Start of Block
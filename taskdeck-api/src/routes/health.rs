/// Health check endpoint
///
/// Verifies the server is running and the database is reachable.
///
/// # Endpoint
///
/// ```text
/// GET /health
/// ```
///
/// # Response
///
/// ```json
/// {
///   "status": "healthy",
///   "version": "0.1.0",
///   "database": "connected"
/// }
/// ```
use crate::{app::AppState, error::ApiResult};
use axum::{extract::State, Json};
use serde::{Deserialize, Serialize};

/// Health check response
#[derive(Debug, Serialize, Deserialize)]
pub struct HealthResponse {
    /// Service status
    pub status: String,

    /// Application version
    pub version: String,

    /// Database status
    pub database: String,
}

/// Health check handler
pub async fn health_check(State(state): State<AppState>) -> ApiResult<Json<HealthResponse>> {
    let database_status = match sqlx::query("SELECT 1").fetch_one(&state.db).await {
        Ok(_) => "connected",
        Err(_) => "disconnected",
    };

    Ok(Json(HealthResponse {
        status: if database_status == "connected" {
            "healthy".to_string()
        } else {
            "degraded".to_string()
        },
        version: env!("CARGO_PKG_VERSION").to_string(),
        database: database_status.to_string(),
    }))
}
End of Block
◆ PROBLEM: Copy all of the listing above exactly, please.

◆ ANSWER BOX:
filename taskdeck-api/src/routes/health.rs
/// Health check endpoint
///
/// Verifies the server is running and the database is reachable.
///
/// # Endpoint
///
/// ```text
/// GET /health
/// ```
///
/// # Response
///
/// ```json
/// {
///   "status": "healthy",
///   "version": "0.1.0",
///   "database": "connected"
/// }
/// ```
use crate::{app::AppState, error::ApiResult};
use axum::{extract::State, Json};
use serde::{Deserialize, Serialize};

/// Health check response
#[derive(Debug, Serialize, Deserialize)]
pub struct HealthResponse {
    /// Service status
    pub status: String,

    /// Application version
    pub version: String,

    /// Database status
    pub database: String,
}

/// Health check handler
pub async fn health_check(State(state): State<AppState>) -> ApiResult<Json<HealthResponse>> {
    let database_status = match sqlx::query("SELECT 1").fetch_one(&state.db).await {
        Ok(_) => "connected",
        Err(_) => "disconnected",
    };

    Ok(Json(HealthResponse {
        status: if database_status == "connected" {
            "healthy".to_string()
        } else {
            "degraded".to_string()
        },
        version: env!("CARGO_PKG_VERSION").to_string(),
        database: database_status.to_string(),
    }))
}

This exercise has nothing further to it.